Advocates direct attention to the significant budget cuts that have hurt programs such as the SF Pretrial Diversion Project.

The Controller’s projections of the jail population suggest that recent efforts to reduce that population will end – or indeed have already ended – and that the advances of the last six years which have led to drops in the numbers of San Franciscans in jail of over five percent a year will halt. In fact, the “projected” jail population for 2013 appears to be more than 300 higher than the actual number of people in SF jails today (1,395 in January and February, according to the Sheriff).

“The Controller’s report has many faults,” said Diana Zuñiga of CURB. “The most dangerous problem with the report is that it does not considering how San Francisco could invest in alternatives to locking people in jails, it provides neither incentive nor opportunity to build on the success of the last six years. Since 2008, we have reduced the jail population by over 30 percent. The Controller proposes we reverse that trend.”

Two weeks ago, Sheriff Mirkarimi asked, “It begs the question, because of the declining jail population, will we even need a new jail?”

“When we first heard about the jail proposal in June of last year the proposal was for 800 beds, then the Sheriff claimed they needed 588-630 beds, and now the ‘projections’ continue to plummet to as low as 63-229 beds” says Misty Rojo Program Coordinator for the California Coalition for Women Prisoners a non-profit based in San Francisco that works with women and transgender prisoners.
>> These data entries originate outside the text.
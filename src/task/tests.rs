use crate::error::McloneError;
use crate::identity::IdentitySet;
use crate::task::*;
use chrono::{Duration, TimeZone, Utc};

fn endpoint(volume: &str, root: &str) -> Endpoint {
    Endpoint::new(volume, root)
}

fn create_test_task() -> Task {
    Task::new(
        endpoint("aaaa0001", "photos"),
        endpoint("bbbb0002", "backup/photos"),
        TaskOptions::default(),
    )
    .unwrap()
}

fn crypt_task(mode: CrypterMode) -> Task {
    Task::new(
        endpoint("aaaa0001", ""),
        endpoint("bbbb0002", "vault"),
        TaskOptions {
            crypter_mode: Some(mode),
            token: Some("obscured-token".to_string()),
            ..Default::default()
        },
    )
    .unwrap()
}

fn record_json(mtime: &str, mode: &str) -> TaskRecord {
    serde_json::from_value(serde_json::json!({
        "task": "cafe0001",
        "mode": mode,
        "mtime": mtime,
        "source": {"volume": "aaaa0001", "root": "docs"},
        "destination": {"volume": "bbbb0002"},
        "include": "*.pdf",
        "exclude": ""
    }))
    .unwrap()
}

#[test]
fn test_task_creation_defaults() {
    let task = create_test_task();

    assert_eq!(task.id().len(), 8);
    assert_eq!(task.mode(), Mode::Update);
    assert_eq!(task.include(), None);
    assert_eq!(task.exclude(), None);
    assert_eq!(task.crypter_mode(), None);
    assert!(task.references("aaaa0001"));
    assert!(task.references("bbbb0002"));
    assert!(!task.references("cccc0003"));
}

#[test]
fn test_equality_is_independent_of_identity() {
    let a = create_test_task();
    let b = create_test_task();
    assert_ne!(a.id(), b.id());
    assert_eq!(a, b);

    let other_root = Task::new(
        endpoint("aaaa0001", "photos"),
        endpoint("bbbb0002", "elsewhere"),
        TaskOptions::default(),
    )
    .unwrap();
    assert_ne!(a, other_root);

    let reversed = Task::new(
        endpoint("bbbb0002", "backup/photos"),
        endpoint("aaaa0001", "photos"),
        TaskOptions::default(),
    )
    .unwrap();
    assert_ne!(a, reversed);
}

#[test]
fn test_empty_filters_normalize_to_unset() {
    let task = Task::new(
        endpoint("aaaa0001", ""),
        endpoint("bbbb0002", ""),
        TaskOptions {
            include: Some(String::new()),
            exclude: Some("*.tmp".to_string()),
            ..Default::default()
        },
    )
    .unwrap();

    assert_eq!(task.include(), None);
    assert_eq!(task.exclude(), Some("*.tmp"));
}

#[test]
fn test_password_and_token_together_rejected() {
    let result = Task::new(
        endpoint("aaaa0001", ""),
        endpoint("bbbb0002", ""),
        TaskOptions {
            crypter_mode: Some(CrypterMode::Encrypt),
            password: Some("secret".to_string()),
            token: Some("token".to_string()),
            ..Default::default()
        },
    );
    assert!(matches!(result, Err(McloneError::ConflictingCredentialInput)));
}

#[test]
fn test_modified_copy_keeps_identity_and_advances_mtime() {
    let original = create_test_task();
    let changed = original.modified(TaskChanges {
        mode: Some(Mode::Synchronize),
        include: Some("*.jpg".to_string()),
        exclude: None,
    });

    assert_eq!(changed.id(), original.id());
    assert_eq!(changed, original);
    assert!(changed.mtime() > original.mtime());
    assert_eq!(changed.mode(), Mode::Synchronize);
    assert_eq!(changed.include(), Some("*.jpg"));
    // the source value is untouched
    assert_eq!(original.mode(), Mode::Update);
    assert_eq!(original.include(), None);

    let cleared = changed.modified(TaskChanges {
        include: Some(String::new()),
        ..Default::default()
    });
    assert_eq!(cleared.include(), None);
    assert_eq!(cleared.mode(), Mode::Synchronize);
}

#[test]
fn test_restore_preserves_identity_and_timestamp() {
    let task = Task::restore(record_json("2023-05-01T10:20:30.123456Z", "copy")).unwrap();

    assert_eq!(task.id(), "cafe0001");
    assert_eq!(task.mode(), Mode::Copy);
    assert_eq!(task.source().root, "docs");
    assert_eq!(task.destination().root, "");
    assert_eq!(task.include(), Some("*.pdf"));
    assert_eq!(task.exclude(), None);
    assert_eq!(
        task.mtime(),
        Utc.with_ymd_and_hms(2023, 5, 1, 10, 20, 30).unwrap() + Duration::microseconds(123456)
    );
}

#[test]
fn test_restore_unparseable_timestamp_falls_back_to_now() {
    let before = Utc::now();
    let task = Task::restore(record_json("yesterday-ish", "update")).unwrap();
    assert!(task.mtime() >= before);
}

#[test]
fn test_restore_unknown_mode_fails() {
    let err = Task::restore(record_json("2023-05-01T10:20:30Z", "mirror")).unwrap_err();
    assert!(matches!(err, McloneError::UnknownMode(ref m) if m == "mirror"));
}

#[test]
fn test_record_round_trip_keeps_fields() {
    let registry = CredentialRegistry::new();
    let task = create_test_task().modified(TaskChanges {
        exclude: Some("*.bak".to_string()),
        ..Default::default()
    });
    let restored = Task::restore(task.to_record("aaaa0001", &registry)).unwrap();

    assert_eq!(restored.id(), task.id());
    assert_eq!(restored.mtime(), task.mtime());
    assert_eq!(restored.exclude(), Some("*.bak"));
    assert_eq!(restored, task);
}

#[test]
fn test_empty_root_omitted_from_record() {
    let registry = CredentialRegistry::new();
    let task = crypt_task(CrypterMode::Encrypt);
    let json = serde_json::to_value(task.to_record("aaaa0001", &registry)).unwrap();

    assert!(json["source"].get("root").is_none());
    assert_eq!(json["destination"]["root"], "vault");
    assert!(json.get("include").is_none());
}

#[test]
fn test_token_persisted_only_on_holder() {
    let registry = CredentialRegistry::new();

    let encrypt = crypt_task(CrypterMode::Encrypt);
    let on_source = encrypt.to_record("aaaa0001", &registry).crypter.unwrap();
    let on_destination = encrypt.to_record("bbbb0002", &registry).crypter.unwrap();
    assert_eq!(on_source.mode, "encrypt");
    assert_eq!(on_source.token.as_deref(), Some("obscured-token"));
    assert_eq!(on_destination.mode, "encrypt");
    assert_eq!(on_destination.token, None);

    let decrypt = crypt_task(CrypterMode::Decrypt);
    assert_eq!(decrypt.to_record("aaaa0001", &registry).crypter.unwrap().token, None);
    assert_eq!(
        decrypt
            .to_record("bbbb0002", &registry)
            .crypter
            .unwrap()
            .token
            .as_deref(),
        Some("obscured-token")
    );
}

#[test]
fn test_token_from_registry_used_on_holder() {
    let mut registry = CredentialRegistry::new();
    let record: TaskRecord = serde_json::from_value(serde_json::json!({
        "task": "beef0001",
        "mode": "update",
        "mtime": "2023-05-01T10:20:30Z",
        "source": {"volume": "aaaa0001"},
        "destination": {"volume": "bbbb0002"},
        "crypter": {"mode": "encrypt"}
    }))
    .unwrap();
    let task = Task::restore(record).unwrap();
    assert_eq!(task.to_record("aaaa0001", &registry).crypter.unwrap().token, None);

    registry.register("beef0001", "from-registry").unwrap();
    assert_eq!(
        task.to_record("aaaa0001", &registry).crypter.unwrap().token.as_deref(),
        Some("from-registry")
    );
    assert_eq!(task.to_record("bbbb0002", &registry).crypter.unwrap().token, None);
}

#[test]
fn test_task_set_last_write_wins() {
    let mut tasks = IdentitySet::new();
    let newer = create_test_task();
    let mut older = create_test_task();
    older.mtime = newer.mtime() - Duration::seconds(10);
    let mut same_time = create_test_task();
    same_time.mtime = newer.mtime();

    assert!(tasks.insert(newer.clone()));
    assert!(!tasks.insert(older.clone()));
    assert!(!tasks.insert(same_time));
    assert_eq!(tasks.len(), 1);
    assert_eq!(tasks.get_equal(&older).unwrap().id(), newer.id());

    let replacement = newer.modified(TaskChanges::default());
    let mut fresh = create_test_task();
    fresh.mtime = replacement.mtime() + Duration::seconds(1);
    assert!(tasks.insert(fresh.clone()));
    assert_eq!(tasks.len(), 1);
    assert!(tasks.get(newer.id()).is_none());
    assert_eq!(tasks.get_equal(&newer).unwrap().id(), fresh.id());
}

#[test]
fn test_mode_resolution() {
    assert_eq!(Mode::resolve("sy").unwrap(), Mode::Synchronize);
    assert_eq!(Mode::resolve("^u").unwrap(), Mode::Update);
    assert_eq!(Mode::resolve("move").unwrap(), Mode::Move);
    assert!(matches!(Mode::resolve("o"), Err(McloneError::Ambiguous { .. })));
    assert!(matches!(Mode::resolve("zip"), Err(McloneError::NoMatch { .. })));
    assert_eq!(CrypterMode::resolve("en").unwrap(), CrypterMode::Encrypt);
    assert!(matches!(
        "scramble".parse::<CrypterMode>(),
        Err(McloneError::UnknownCrypterMode(_))
    ));
}

#[test]
fn test_crypter_debug_redacts_secrets() {
    let mut crypter = Crypter::new(CrypterMode::Encrypt);
    crypter.token = Some("obscured-token".to_string());
    crypter.password = Some("hunter2".to_string());

    let printed = format!("{crypter:?}");
    assert!(!printed.contains("obscured-token"));
    assert!(!printed.contains("hunter2"));
    assert!(printed.contains("Encrypt"));
}
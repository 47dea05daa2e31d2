//! On-disk manifest format and crash-safe writes.

use serde::{Deserialize, Serialize};
use std::fs;
use std::io::{ErrorKind, Write};
use std::path::{Path, PathBuf};
use tracing::{debug, warn};

use crate::env;
use crate::error::{McloneError, Result};
use crate::task::TaskRecord;

/// Contents of a volume's `.mclone` file
#[derive(Debug, Clone, PartialEq, Serialize, Deserialize)]
pub struct Manifest {
    /// Format version
    pub mclone: i64,
    pub volume: String,
    #[serde(default)]
    pub tasks: Vec<TaskRecord>,
}

#[derive(Deserialize)]
struct Header {
    mclone: i64,
}

impl Manifest {
    pub fn new(volume: impl Into<String>, tasks: Vec<TaskRecord>) -> Self {
        Self {
            mclone: env::VOLUME_FORMAT_VERSION,
            volume: volume.into(),
            tasks,
        }
    }

    /// Read and validate the manifest at `path`.
    ///
    /// The version gate runs before the body is interpreted, so a newer format
    /// is reported as such rather than as a parse failure.
    pub fn load(path: &Path) -> Result<Self> {
        let content = fs::read_to_string(path).map_err(|e| match e.kind() {
            ErrorKind::NotFound => McloneError::ManifestNotFound {
                path: path.to_path_buf(),
            },
            _ => McloneError::io(path, e),
        })?;
        let malformed = |source| McloneError::MalformedManifest {
            path: path.to_path_buf(),
            source,
        };
        let header: Header = serde_json::from_str(&content).map_err(malformed)?;
        if header.mclone != env::VOLUME_FORMAT_VERSION {
            return Err(McloneError::UnsupportedVersion {
                path: path.to_path_buf(),
                version: header.mclone,
            });
        }
        serde_json::from_str(&content).map_err(malformed)
    }

    /// Replace the file at `path` with this manifest, atomically.
    pub fn store(&self, path: &Path) -> Result<u64> {
        let data = serde_json::to_vec_pretty(self).map_err(|source| McloneError::MalformedManifest {
            path: path.to_path_buf(),
            source,
        })?;
        write_atomic(path, &data)?;
        Ok(data.len() as u64)
    }
}

/// Fully written sibling of a file about to be replaced.
///
/// Dropped without [`persist`](Self::persist), it is removed and the target
/// stays as it was.
pub(crate) struct TempFile(PathBuf);

impl TempFile {
    /// Rename over `path`, completing the replacement
    pub(crate) fn persist(self, path: &Path) -> Result<()> {
        fs::rename(&self.0, path).map_err(|e| McloneError::io(path, e))
    }
}

impl Drop for TempFile {
    fn drop(&mut self) {
        if let Err(e) = fs::remove_file(&self.0)
            && e.kind() != ErrorKind::NotFound
        {
            warn!("Failed to cleanup temp file {}: {}", self.0.display(), e);
        }
    }
}

/// Path of the sibling temporary file used while replacing `path`
fn temp_path_for(path: &Path) -> PathBuf {
    let name = path
        .file_name()
        .map(|n| n.to_string_lossy().into_owned())
        .unwrap_or_else(|| env::VOLUME_FILE_NAME.to_string());
    path.with_file_name(format!("{name}.tmp.{}", uuid::Uuid::new_v4().simple()))
}

/// Write and sync `data` next to `path`, without touching `path` itself
pub(crate) fn write_temp(path: &Path, data: &[u8]) -> Result<TempFile> {
    let temp = TempFile(temp_path_for(path));
    let mut file = fs::File::create(&temp.0).map_err(|e| McloneError::io(&temp.0, e))?;
    file.write_all(data)
        .and_then(|()| file.sync_all())
        .map_err(|e| McloneError::io(&temp.0, e))?;
    Ok(temp)
}

/// Write `data` to a sibling temporary file, then rename it over `path`.
///
/// Until the rename the original file stays byte-identical.
pub fn write_atomic(path: &Path, data: &[u8]) -> Result<()> {
    write_temp(path, data)?.persist(path)?;
    debug!("Replaced {} ({} bytes)", path.display(), data.len());
    Ok(())
}
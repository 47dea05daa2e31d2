//! # External Tool Execution
//!
//! Everything that leaves the process goes through here: the transfer itself and
//! the password obscuring call are both delegated to Rclone, run as a blocking
//! child process awaited one at a time.
//!
//! ## Core Components
//!
//! - **[`CommandRunner`]**: the seam between the session and the operating system
//! - **[`HostExecutor`]**: runs commands on the host via `tokio::process::Command`
//! - **[`Rclone`]**: builds Rclone argument vectors for transfers and `obscure`
//! - **[`ExecutionCommand`]** / **[`ExecutionResult`]**: what to run and how it went
//!
//! ## Example Usage
//!
//! ```rust,no_run
//! use mclone::executor::{CommandRunner, ExecutionCommand, HostExecutor};
//!
//! #[tokio::main]
//! async fn main() -> Result<(), Box<dyn std::error::Error>> {
//!     let executor = HostExecutor::new();
//!     let command = ExecutionCommand::new("rclone", vec!["version".to_string()]);
//!
//!     let result = executor.execute(command).await?;
//!     println!("Exit code: {}", result.exit_code);
//!     Ok(())
//! }
//! ```

use async_trait::async_trait;
use std::time::Duration;

/// Host-based command execution.
pub mod host;

/// Rclone invocation builder.
pub mod rclone;

pub use host::HostExecutor;
pub use rclone::Rclone;

/// Result of command execution
#[derive(Debug, Clone)]
pub struct ExecutionResult {
    /// Standard output (empty when the output was passed through)
    pub stdout: String,
    /// Standard error (empty when the output was passed through)
    pub stderr: String,
    /// Exit code (0 = success, non-zero = failure)
    pub exit_code: i32,
    pub duration: Duration,
}

impl ExecutionResult {
    /// Check if the command executed successfully (exit code 0)
    pub fn success(&self) -> bool {
        self.exit_code == 0
    }
}

/// Command to execute
#[derive(Debug, Clone)]
pub struct ExecutionCommand {
    /// Program name or path to execute
    pub program: String,
    pub args: Vec<String>,
    /// Fed to the child's standard input, which is closed afterwards
    pub stdin: Option<String>,
    /// Let the child write straight to our stdout/stderr instead of capturing
    pub passthrough: bool,
    /// Values masked out of [`display`](Self::display)
    pub secrets: Vec<String>,
}

impl ExecutionCommand {
    /// Create a new command with just program and args
    pub fn new(program: impl Into<String>, args: Vec<String>) -> Self {
        Self {
            program: program.into(),
            args,
            stdin: None,
            passthrough: false,
            secrets: Vec::new(),
        }
    }

    /// Send `input` on the child's standard input
    pub fn with_stdin(mut self, input: impl Into<String>) -> Self {
        self.stdin = Some(input.into());
        self
    }

    /// Pass the child's output through to the terminal
    pub fn passthrough(mut self) -> Self {
        self.passthrough = true;
        self
    }

    /// Mark `value` as a secret to keep out of logs
    pub fn with_secret(mut self, value: impl Into<String>) -> Self {
        self.secrets.push(value.into());
        self
    }

    /// Shell-quoted command line for logs, secrets masked
    pub fn display(&self) -> String {
        std::iter::once(&self.program)
            .chain(self.args.iter())
            .map(|arg| {
                let masked = self
                    .secrets
                    .iter()
                    .filter(|secret| !secret.is_empty())
                    .fold(arg.clone(), |acc, secret| acc.replace(secret.as_str(), "***"));
                shell_escape::escape(masked.into()).into_owned()
            })
            .collect::<Vec<_>>()
            .join(" ")
    }
}

/// Errors during command execution
#[derive(Debug, thiserror::Error)]
pub enum ExecutorError {
    /// The program could not be found
    #[error("failed to locate \"{program}\": {reason}")]
    NotFound { program: String, reason: String },

    /// Command ran but reported failure
    #[error("\"{program}\" exited with code {exit_code}: {stderr}")]
    ExecutionFailed {
        program: String,
        exit_code: i32,
        stderr: String,
    },

    /// I/O error
    #[error("IO error: {0}")]
    IoError(#[from] std::io::Error),

    /// Other error
    #[error("{0}")]
    Other(String),
}

/// Runs external commands to completion.
#[async_trait]
pub trait CommandRunner: Send + Sync {
    async fn execute(&self, cmd: ExecutionCommand) -> Result<ExecutionResult, ExecutorError>;

    /// Executor type name for logging
    fn executor_type(&self) -> &'static str;
}
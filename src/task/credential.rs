//! Run-scoped registry of resolved crypt tokens.
//!
//! A task's token may be known from several places: assigned on the command
//! line, read from the one manifest entitled to hold it, or derived on demand
//! through `rclone obscure`. The registry is the single place all of those meet,
//! keyed by task identity, with at most one value per task.

use rand::Rng;
use rand::distr::Alphanumeric;
use std::collections::HashMap;
use tracing::{debug, info};

use crate::error::{McloneError, Result};
use crate::executor::Rclone;
use crate::task::types::Task;

/// Length of the password generated when the user supplies none
pub const RANDOM_PASSWORD_LEN: usize = 32;

#[derive(Default)]
pub struct CredentialRegistry {
    tokens: HashMap<String, String>,
}

impl CredentialRegistry {
    pub fn new() -> Self {
        Self::default()
    }

    /// Record `token` for task `id`; a different token already on record is an error.
    pub fn register(&mut self, id: &str, token: &str) -> Result<()> {
        match self.tokens.get(id) {
            Some(known) if known == token => Ok(()),
            Some(_) => Err(McloneError::CredentialConflict {
                task: id.to_string(),
            }),
            None => {
                self.tokens.insert(id.to_string(), token.to_string());
                Ok(())
            }
        }
    }

    pub fn get(&self, id: &str) -> Option<&str> {
        self.tokens.get(id).map(String::as_str)
    }

    /// Token known for `task` without running anything: its own, then the registry's.
    pub fn known<'a>(&'a self, task: &'a Task) -> Option<&'a str> {
        task.crypter()
            .and_then(|c| c.token.as_deref())
            .or_else(|| self.get(task.id()))
    }

    /// Resolve the token of `task`, deriving and caching it when nothing is known yet.
    ///
    /// Returns `None` for tasks without a crypter mode.
    pub async fn resolve(&mut self, task: &Task, rclone: &Rclone) -> Result<Option<String>> {
        let Some(crypter) = task.crypter() else {
            return Ok(None);
        };
        if let Some(token) = crypter.token.as_deref() {
            self.register(task.id(), token)?;
            return Ok(Some(token.to_string()));
        }
        if let Some(token) = self.get(task.id()) {
            return Ok(Some(token.to_string()));
        }

        let password = match crypter.password.clone() {
            Some(password) => password,
            None => {
                info!("Generating random password for task {}", task.id());
                random_password()
            }
        };
        debug!("Deriving crypt token for task {}", task.id());
        let token = rclone.obscure(&password).await.map_err(|e| {
            McloneError::TokenDerivation {
                task: task.id().to_string(),
                reason: e.to_string(),
            }
        })?;
        self.register(task.id(), &token)?;
        Ok(Some(token))
    }
}

fn random_password() -> String {
    rand::rng()
        .sample_iter(&Alphanumeric)
        .take(RANDOM_PASSWORD_LEN)
        .map(char::from)
        .collect()
}
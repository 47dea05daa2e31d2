pub mod credential;
pub mod record;
pub mod types;

#[cfg(test)]
mod tests;

pub use credential::*;
pub use record::*;
pub use types::*;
Rojo continues “That drastic decline so far is San Francisco responding to pressure by the community, imagine how many jails we could actually close if we were spending all these resources on building affordable housing, treatment, mental health and other programs that people really need?”

Among those opposing a new jail are United Educators of San Francisco whose members voted this month in favor or a resolution formally opposing any new jail construction in San Francisco, “the expansion of the California prison system has had a devastating effect on poor and working people of color. In San Francisco, African-Americans make up 56% of the jail population and only 7% of the general city population. As educators we are particularly concerned about the long-term impact on children whose parents are incarcerated. Nationally, 1 in 15 African American children have an incarcerated parent behind bars and they are statistically much more likely to end up in prison themselves than their peers without incarcerated parents.”